What you have to do — Reproduce each line from the records that holds "instrument".

Collected data

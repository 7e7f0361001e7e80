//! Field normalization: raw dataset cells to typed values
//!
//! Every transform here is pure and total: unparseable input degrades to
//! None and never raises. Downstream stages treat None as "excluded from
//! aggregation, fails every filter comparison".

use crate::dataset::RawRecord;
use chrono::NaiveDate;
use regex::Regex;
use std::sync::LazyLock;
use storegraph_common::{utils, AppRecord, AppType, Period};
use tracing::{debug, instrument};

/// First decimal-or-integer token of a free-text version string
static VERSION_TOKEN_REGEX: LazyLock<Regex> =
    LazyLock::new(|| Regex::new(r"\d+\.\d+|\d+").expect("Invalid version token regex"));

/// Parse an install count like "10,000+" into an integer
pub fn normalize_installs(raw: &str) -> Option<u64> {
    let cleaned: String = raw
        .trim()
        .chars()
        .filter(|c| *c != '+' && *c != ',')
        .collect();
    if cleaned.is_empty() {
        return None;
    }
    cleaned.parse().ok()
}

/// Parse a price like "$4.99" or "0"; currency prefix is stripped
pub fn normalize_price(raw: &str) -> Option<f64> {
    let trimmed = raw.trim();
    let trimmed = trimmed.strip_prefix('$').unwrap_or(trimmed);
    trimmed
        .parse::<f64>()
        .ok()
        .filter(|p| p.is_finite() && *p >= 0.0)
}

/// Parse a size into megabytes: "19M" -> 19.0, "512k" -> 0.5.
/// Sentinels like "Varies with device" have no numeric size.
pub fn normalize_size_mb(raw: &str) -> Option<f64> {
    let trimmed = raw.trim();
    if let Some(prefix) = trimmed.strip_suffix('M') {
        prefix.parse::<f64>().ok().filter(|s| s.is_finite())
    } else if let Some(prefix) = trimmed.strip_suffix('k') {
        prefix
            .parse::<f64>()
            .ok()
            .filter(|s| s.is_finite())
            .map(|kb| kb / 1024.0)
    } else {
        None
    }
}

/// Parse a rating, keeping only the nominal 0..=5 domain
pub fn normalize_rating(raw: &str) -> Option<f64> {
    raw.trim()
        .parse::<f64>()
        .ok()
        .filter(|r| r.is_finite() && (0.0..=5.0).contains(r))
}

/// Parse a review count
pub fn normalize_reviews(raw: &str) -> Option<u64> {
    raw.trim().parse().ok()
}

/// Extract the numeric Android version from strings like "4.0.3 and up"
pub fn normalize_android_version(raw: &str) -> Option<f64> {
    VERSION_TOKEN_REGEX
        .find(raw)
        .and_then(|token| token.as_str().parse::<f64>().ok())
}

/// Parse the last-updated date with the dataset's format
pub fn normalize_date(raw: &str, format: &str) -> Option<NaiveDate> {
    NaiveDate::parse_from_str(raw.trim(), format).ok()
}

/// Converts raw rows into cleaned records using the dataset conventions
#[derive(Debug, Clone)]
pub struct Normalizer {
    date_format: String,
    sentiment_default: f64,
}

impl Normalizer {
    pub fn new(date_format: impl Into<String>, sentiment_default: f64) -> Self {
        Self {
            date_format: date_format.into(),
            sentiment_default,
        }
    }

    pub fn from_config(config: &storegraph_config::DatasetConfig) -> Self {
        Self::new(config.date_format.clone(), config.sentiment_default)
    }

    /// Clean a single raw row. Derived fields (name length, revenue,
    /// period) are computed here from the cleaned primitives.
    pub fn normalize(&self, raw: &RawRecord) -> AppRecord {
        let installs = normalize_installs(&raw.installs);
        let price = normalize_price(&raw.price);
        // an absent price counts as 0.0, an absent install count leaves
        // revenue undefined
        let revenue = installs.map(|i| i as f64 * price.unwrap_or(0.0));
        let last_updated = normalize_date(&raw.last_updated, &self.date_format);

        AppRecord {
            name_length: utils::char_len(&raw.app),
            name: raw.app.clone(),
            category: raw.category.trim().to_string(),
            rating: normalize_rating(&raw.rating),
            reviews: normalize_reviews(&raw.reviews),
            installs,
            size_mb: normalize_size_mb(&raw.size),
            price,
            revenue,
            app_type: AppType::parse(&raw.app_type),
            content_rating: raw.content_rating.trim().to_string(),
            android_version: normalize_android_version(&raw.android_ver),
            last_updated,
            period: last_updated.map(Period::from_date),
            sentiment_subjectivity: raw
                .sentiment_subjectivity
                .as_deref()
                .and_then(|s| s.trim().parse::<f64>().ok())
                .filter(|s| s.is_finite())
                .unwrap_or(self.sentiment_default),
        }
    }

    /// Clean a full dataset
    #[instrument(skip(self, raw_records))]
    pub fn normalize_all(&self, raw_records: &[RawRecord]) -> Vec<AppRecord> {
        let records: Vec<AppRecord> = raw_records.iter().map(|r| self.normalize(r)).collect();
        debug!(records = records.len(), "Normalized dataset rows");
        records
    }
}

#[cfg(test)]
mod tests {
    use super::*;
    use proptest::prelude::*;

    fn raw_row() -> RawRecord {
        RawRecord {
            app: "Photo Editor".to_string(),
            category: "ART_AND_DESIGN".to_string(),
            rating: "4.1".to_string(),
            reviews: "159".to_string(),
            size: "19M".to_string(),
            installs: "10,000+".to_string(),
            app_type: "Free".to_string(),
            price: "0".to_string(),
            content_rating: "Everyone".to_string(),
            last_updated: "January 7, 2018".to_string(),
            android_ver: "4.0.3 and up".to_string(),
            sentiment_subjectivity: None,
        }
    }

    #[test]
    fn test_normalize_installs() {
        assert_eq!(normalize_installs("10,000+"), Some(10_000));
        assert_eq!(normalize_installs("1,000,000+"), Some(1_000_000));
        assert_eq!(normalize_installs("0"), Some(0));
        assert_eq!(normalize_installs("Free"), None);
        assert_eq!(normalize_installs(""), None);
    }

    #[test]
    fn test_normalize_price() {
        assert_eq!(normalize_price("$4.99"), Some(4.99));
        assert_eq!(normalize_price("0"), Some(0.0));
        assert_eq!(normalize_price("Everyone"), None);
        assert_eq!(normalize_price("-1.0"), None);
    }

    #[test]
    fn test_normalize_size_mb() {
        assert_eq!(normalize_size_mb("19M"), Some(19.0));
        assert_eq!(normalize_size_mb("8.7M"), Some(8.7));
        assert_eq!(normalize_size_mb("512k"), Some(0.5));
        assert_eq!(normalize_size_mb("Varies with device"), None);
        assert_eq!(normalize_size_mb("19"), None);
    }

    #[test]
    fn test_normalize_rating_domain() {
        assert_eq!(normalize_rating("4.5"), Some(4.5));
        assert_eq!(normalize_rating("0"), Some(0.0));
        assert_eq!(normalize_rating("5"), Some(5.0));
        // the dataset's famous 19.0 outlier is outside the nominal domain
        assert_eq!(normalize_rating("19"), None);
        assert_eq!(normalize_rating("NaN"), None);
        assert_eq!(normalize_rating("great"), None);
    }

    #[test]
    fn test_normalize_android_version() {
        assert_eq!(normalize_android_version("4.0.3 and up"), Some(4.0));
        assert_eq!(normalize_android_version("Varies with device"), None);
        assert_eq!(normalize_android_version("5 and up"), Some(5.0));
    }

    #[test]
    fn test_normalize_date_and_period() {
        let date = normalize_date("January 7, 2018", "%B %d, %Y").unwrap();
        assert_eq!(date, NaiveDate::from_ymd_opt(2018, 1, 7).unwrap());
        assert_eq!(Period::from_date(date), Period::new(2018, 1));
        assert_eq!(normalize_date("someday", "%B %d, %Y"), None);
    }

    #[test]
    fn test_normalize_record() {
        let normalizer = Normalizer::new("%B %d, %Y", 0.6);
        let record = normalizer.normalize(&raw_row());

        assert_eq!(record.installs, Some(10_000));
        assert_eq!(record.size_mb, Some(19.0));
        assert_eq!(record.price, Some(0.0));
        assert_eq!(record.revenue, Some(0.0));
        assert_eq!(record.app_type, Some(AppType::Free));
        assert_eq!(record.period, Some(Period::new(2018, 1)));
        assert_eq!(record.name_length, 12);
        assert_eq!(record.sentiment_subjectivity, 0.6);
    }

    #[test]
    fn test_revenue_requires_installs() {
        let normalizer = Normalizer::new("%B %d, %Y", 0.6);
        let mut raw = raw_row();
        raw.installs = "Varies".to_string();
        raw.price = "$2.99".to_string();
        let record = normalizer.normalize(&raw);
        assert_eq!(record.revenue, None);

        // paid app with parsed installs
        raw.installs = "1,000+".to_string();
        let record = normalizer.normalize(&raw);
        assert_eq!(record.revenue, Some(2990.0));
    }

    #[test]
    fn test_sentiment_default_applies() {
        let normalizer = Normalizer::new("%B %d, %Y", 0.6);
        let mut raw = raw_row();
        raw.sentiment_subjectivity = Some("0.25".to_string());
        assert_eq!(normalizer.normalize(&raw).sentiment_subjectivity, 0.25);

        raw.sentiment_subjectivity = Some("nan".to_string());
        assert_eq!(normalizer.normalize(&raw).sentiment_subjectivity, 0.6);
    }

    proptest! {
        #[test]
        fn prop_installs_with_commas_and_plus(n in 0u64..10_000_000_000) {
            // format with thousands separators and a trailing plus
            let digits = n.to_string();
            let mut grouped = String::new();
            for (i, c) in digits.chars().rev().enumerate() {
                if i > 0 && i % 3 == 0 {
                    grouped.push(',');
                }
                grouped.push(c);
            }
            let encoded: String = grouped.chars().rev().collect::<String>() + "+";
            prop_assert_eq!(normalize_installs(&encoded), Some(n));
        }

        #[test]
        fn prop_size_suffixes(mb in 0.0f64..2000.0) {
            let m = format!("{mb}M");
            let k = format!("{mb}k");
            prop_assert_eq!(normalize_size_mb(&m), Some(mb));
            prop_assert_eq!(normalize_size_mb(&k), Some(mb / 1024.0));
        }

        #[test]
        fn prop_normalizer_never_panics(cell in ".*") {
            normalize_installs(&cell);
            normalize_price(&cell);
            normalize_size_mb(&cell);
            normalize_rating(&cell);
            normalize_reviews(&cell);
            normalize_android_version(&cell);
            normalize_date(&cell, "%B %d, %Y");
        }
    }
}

* * *

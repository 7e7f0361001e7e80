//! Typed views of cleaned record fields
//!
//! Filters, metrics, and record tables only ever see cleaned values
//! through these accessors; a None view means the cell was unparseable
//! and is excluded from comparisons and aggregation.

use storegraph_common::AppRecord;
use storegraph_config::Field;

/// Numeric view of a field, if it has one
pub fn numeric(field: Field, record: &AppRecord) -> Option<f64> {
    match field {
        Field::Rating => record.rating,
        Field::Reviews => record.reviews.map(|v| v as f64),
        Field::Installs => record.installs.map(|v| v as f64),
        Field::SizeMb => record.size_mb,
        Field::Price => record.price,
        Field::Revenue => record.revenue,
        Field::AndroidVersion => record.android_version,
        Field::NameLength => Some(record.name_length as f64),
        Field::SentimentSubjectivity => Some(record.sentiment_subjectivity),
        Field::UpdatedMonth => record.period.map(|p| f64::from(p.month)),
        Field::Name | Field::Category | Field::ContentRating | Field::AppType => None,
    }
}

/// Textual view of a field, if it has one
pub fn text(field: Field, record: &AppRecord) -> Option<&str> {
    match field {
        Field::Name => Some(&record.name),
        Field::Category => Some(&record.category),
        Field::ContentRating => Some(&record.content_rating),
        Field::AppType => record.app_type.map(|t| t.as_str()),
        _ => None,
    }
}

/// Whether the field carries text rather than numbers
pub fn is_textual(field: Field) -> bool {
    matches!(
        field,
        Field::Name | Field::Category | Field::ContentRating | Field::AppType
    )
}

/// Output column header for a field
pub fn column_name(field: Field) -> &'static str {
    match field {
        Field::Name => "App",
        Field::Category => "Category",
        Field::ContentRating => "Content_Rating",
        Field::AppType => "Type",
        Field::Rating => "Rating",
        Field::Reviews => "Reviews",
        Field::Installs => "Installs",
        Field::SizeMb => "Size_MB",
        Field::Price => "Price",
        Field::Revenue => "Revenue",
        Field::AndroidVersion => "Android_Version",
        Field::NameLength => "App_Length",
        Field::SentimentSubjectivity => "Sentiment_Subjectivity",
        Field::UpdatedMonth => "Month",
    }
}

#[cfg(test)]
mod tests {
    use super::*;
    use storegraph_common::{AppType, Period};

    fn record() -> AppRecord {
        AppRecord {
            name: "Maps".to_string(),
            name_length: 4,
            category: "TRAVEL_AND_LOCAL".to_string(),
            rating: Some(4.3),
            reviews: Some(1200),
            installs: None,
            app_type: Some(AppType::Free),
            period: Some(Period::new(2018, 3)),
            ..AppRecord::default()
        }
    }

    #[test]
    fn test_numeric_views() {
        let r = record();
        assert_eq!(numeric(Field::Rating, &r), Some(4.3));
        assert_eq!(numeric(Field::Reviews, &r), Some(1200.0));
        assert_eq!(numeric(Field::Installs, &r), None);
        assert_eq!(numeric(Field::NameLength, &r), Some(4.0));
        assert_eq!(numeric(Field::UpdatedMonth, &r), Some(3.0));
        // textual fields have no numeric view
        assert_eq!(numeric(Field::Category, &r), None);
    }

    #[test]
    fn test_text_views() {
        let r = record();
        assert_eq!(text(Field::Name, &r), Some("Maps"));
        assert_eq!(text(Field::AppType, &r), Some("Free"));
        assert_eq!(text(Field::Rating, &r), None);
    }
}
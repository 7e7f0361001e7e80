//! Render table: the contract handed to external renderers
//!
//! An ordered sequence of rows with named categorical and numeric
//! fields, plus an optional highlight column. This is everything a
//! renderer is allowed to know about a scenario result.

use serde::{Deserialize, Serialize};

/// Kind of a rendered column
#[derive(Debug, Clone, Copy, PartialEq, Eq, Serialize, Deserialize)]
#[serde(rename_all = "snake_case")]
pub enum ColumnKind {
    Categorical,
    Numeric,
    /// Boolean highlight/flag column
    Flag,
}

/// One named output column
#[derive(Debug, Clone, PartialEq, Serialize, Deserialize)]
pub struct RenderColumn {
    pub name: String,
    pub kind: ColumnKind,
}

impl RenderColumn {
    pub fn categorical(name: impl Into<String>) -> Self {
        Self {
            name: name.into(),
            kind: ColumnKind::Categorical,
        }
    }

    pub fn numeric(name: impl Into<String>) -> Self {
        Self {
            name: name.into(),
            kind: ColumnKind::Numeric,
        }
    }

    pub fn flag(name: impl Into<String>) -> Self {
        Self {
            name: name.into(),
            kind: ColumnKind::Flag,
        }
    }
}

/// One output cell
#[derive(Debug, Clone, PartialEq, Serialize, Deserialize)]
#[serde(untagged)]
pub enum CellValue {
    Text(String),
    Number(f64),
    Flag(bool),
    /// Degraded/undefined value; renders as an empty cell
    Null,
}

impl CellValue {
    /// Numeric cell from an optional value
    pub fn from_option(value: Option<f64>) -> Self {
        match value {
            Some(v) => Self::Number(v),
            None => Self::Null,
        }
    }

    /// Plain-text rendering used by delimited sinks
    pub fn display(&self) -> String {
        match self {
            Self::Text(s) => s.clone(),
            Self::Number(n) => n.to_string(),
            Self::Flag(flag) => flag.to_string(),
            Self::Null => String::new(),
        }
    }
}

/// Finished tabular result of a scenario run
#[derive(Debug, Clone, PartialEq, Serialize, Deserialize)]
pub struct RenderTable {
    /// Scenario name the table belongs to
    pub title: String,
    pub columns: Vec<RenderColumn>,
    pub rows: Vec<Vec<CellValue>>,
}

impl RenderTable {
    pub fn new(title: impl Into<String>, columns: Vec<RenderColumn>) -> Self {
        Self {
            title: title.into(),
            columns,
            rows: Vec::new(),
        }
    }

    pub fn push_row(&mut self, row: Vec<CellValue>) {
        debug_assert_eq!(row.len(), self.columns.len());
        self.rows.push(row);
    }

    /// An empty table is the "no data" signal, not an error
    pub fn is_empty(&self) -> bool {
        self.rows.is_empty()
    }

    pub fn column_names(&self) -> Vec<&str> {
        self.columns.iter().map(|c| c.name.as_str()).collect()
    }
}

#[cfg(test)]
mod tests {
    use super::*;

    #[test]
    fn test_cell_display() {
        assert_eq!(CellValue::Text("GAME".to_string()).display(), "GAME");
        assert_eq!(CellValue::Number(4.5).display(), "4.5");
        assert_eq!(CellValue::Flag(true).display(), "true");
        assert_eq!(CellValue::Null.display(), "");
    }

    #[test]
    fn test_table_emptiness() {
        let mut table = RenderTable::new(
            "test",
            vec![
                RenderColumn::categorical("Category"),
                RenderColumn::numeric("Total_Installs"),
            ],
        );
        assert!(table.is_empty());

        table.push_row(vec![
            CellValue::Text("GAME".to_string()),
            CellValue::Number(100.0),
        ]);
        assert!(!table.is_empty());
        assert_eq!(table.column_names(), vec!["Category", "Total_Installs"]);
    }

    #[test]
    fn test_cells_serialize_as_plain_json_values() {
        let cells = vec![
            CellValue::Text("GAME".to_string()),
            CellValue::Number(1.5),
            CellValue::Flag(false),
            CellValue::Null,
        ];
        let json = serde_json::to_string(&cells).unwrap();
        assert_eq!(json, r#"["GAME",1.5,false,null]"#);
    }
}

Your response —
use tracing::{debug, instrument};
    #[instrument(skip(self, raw_records))]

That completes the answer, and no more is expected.